- Data:
______
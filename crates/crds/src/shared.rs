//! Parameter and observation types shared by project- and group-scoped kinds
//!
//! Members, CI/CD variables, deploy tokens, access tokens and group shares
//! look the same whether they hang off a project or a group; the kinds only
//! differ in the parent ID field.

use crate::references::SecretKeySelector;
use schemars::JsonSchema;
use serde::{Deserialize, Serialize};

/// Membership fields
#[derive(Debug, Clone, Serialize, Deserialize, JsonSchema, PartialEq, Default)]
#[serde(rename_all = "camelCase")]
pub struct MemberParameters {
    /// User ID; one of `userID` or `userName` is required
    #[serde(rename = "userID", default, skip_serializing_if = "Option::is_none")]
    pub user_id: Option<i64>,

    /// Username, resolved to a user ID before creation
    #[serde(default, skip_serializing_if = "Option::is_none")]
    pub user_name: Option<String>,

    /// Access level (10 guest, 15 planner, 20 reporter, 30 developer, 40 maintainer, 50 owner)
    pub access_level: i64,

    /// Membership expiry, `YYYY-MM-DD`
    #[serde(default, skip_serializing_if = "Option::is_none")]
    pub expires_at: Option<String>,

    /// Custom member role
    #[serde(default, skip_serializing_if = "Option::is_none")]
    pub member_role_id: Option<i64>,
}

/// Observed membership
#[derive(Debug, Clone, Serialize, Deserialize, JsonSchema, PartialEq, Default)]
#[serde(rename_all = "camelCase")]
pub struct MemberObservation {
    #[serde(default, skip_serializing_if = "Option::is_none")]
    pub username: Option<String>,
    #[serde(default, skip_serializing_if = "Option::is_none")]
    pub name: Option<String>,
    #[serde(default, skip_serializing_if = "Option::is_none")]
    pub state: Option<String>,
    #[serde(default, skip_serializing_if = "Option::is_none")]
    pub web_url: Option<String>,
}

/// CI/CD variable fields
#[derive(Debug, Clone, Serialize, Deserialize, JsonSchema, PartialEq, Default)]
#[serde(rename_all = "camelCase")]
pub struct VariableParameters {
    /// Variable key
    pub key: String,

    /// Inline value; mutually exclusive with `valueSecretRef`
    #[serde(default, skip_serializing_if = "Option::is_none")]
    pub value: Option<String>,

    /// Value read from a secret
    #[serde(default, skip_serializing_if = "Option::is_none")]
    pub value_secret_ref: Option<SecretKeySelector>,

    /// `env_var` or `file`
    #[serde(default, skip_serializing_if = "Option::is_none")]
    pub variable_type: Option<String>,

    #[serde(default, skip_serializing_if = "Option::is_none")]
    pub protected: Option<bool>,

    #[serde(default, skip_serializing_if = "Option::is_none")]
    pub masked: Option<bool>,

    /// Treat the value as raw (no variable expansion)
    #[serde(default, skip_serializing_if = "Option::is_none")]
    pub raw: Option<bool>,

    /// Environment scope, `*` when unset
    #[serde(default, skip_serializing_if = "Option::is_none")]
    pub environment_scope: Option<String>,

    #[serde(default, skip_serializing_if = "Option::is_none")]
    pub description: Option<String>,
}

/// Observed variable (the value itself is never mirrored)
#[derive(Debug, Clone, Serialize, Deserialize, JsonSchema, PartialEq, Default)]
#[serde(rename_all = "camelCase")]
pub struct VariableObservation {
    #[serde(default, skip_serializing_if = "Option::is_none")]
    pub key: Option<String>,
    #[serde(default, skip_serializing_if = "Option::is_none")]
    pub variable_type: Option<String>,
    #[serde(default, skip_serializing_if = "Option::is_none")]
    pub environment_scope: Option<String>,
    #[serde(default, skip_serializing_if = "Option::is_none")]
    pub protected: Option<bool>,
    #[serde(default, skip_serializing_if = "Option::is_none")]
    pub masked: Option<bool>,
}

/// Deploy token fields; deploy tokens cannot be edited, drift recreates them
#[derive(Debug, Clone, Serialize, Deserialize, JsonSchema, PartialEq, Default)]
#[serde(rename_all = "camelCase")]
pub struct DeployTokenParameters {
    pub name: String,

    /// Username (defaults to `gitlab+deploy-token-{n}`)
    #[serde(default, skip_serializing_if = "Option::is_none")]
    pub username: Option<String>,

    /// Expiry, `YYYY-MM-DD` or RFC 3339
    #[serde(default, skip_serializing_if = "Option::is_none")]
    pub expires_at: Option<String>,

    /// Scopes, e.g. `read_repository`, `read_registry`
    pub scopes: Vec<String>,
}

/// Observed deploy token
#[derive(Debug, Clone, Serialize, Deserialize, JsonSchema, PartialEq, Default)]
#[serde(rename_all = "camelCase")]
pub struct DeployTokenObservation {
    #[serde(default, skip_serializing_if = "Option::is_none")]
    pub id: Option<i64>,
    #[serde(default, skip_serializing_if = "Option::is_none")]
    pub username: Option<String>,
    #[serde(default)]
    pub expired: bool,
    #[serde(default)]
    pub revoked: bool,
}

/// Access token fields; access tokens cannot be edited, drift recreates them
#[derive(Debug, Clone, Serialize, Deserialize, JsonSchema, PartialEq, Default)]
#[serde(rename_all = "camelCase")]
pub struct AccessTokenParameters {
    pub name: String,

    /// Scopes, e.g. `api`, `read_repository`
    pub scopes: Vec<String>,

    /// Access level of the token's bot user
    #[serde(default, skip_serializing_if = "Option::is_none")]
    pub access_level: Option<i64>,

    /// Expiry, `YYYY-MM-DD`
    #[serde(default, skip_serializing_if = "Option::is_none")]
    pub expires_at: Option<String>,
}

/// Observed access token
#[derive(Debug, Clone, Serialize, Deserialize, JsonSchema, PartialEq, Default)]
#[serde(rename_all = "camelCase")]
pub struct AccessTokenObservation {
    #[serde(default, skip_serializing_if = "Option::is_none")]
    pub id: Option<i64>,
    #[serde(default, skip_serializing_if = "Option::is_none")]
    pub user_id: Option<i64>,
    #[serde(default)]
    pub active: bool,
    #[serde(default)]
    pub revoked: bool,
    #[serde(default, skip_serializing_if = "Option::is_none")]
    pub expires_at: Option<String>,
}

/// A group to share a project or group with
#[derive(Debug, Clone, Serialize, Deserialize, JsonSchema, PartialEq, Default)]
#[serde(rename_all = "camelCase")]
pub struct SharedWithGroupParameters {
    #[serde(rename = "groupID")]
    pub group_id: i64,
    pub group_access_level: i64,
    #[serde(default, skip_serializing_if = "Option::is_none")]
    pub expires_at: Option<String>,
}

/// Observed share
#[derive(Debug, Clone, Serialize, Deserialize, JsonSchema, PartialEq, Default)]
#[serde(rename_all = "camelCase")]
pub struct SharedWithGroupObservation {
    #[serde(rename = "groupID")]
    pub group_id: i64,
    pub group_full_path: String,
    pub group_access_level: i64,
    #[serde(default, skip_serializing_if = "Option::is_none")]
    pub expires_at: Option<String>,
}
______
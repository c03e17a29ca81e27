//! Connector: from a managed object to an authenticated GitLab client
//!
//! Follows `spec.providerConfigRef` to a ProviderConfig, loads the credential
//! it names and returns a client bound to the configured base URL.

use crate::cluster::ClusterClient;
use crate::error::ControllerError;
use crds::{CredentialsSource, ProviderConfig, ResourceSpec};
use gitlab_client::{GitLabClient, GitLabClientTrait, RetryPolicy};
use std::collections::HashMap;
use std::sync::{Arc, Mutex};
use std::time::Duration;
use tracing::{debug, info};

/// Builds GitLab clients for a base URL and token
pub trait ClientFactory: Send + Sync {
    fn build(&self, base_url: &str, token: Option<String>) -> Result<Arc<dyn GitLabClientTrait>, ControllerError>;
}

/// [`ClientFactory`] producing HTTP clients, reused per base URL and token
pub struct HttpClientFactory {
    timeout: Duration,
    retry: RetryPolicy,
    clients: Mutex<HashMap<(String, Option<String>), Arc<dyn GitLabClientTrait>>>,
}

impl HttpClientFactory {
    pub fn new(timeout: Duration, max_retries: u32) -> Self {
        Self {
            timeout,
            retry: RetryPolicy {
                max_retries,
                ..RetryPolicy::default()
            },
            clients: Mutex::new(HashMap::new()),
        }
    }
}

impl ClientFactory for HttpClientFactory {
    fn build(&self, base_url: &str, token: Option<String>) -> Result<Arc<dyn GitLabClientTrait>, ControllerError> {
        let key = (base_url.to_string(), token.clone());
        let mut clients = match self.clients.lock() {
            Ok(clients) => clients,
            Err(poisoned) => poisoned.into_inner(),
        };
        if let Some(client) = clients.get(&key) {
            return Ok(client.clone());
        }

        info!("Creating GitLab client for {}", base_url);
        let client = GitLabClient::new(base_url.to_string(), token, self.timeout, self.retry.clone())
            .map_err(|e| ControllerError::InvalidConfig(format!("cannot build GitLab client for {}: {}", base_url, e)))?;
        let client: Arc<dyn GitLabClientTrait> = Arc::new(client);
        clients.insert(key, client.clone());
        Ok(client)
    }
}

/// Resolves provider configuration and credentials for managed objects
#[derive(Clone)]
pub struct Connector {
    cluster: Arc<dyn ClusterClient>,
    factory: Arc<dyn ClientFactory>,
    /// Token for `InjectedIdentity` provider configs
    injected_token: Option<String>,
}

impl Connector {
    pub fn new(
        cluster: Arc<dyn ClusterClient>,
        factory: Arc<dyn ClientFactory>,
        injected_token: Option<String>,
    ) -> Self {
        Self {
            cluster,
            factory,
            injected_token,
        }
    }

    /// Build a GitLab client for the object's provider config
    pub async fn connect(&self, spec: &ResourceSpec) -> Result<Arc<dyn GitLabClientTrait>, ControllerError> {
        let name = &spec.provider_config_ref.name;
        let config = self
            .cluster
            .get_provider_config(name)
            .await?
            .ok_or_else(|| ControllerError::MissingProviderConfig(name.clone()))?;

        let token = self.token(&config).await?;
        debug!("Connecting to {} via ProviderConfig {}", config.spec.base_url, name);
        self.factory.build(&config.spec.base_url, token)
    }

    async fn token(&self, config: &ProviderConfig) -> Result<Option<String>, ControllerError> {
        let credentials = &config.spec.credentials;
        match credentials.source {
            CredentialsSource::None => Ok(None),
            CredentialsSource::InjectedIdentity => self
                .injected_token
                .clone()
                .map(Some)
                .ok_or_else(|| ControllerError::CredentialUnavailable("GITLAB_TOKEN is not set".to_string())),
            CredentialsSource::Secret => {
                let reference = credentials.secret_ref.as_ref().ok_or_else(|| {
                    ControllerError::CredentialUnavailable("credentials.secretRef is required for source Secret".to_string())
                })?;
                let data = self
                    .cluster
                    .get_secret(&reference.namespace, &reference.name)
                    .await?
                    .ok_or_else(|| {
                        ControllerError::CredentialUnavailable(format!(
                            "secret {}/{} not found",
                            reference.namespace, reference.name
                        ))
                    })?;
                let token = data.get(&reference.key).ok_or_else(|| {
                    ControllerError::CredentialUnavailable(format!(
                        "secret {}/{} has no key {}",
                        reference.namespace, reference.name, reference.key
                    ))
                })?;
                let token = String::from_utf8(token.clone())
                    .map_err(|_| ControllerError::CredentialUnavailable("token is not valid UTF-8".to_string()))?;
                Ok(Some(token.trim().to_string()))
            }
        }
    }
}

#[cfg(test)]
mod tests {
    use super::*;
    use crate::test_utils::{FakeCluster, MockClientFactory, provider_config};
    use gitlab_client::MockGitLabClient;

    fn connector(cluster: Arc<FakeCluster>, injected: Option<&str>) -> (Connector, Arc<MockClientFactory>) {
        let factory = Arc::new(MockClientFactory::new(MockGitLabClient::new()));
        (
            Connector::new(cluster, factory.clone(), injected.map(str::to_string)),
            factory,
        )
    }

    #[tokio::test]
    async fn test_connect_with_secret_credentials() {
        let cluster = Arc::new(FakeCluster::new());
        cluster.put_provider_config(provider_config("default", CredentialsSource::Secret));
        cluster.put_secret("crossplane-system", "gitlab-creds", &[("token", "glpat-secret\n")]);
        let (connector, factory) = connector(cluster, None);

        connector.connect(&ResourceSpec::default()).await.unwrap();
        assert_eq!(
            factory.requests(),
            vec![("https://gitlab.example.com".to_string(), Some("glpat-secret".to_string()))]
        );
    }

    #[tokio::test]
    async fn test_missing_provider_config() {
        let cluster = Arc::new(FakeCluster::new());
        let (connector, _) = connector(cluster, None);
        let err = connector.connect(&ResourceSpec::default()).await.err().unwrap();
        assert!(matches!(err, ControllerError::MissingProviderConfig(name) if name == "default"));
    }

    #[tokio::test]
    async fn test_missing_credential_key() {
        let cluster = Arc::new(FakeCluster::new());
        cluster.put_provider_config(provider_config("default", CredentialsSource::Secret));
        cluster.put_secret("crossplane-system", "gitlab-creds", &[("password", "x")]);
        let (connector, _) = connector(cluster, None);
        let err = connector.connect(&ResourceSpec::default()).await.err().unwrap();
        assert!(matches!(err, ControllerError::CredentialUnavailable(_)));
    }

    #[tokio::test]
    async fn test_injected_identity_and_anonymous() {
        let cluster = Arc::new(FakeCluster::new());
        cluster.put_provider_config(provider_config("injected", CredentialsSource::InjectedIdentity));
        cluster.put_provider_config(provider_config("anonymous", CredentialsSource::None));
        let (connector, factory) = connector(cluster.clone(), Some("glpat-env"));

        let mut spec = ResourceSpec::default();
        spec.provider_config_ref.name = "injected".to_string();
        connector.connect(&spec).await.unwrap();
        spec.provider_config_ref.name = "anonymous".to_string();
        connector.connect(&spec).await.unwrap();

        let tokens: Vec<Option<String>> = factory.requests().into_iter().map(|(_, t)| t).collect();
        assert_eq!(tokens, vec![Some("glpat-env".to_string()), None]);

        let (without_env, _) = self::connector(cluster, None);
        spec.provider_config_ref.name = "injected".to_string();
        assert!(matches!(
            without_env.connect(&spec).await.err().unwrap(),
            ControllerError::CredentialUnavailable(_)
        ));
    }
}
______
- Instructions to follow:
Using the material above, tally the lines that hold the string "system". Reply with the number alone.

- Solved problem:
2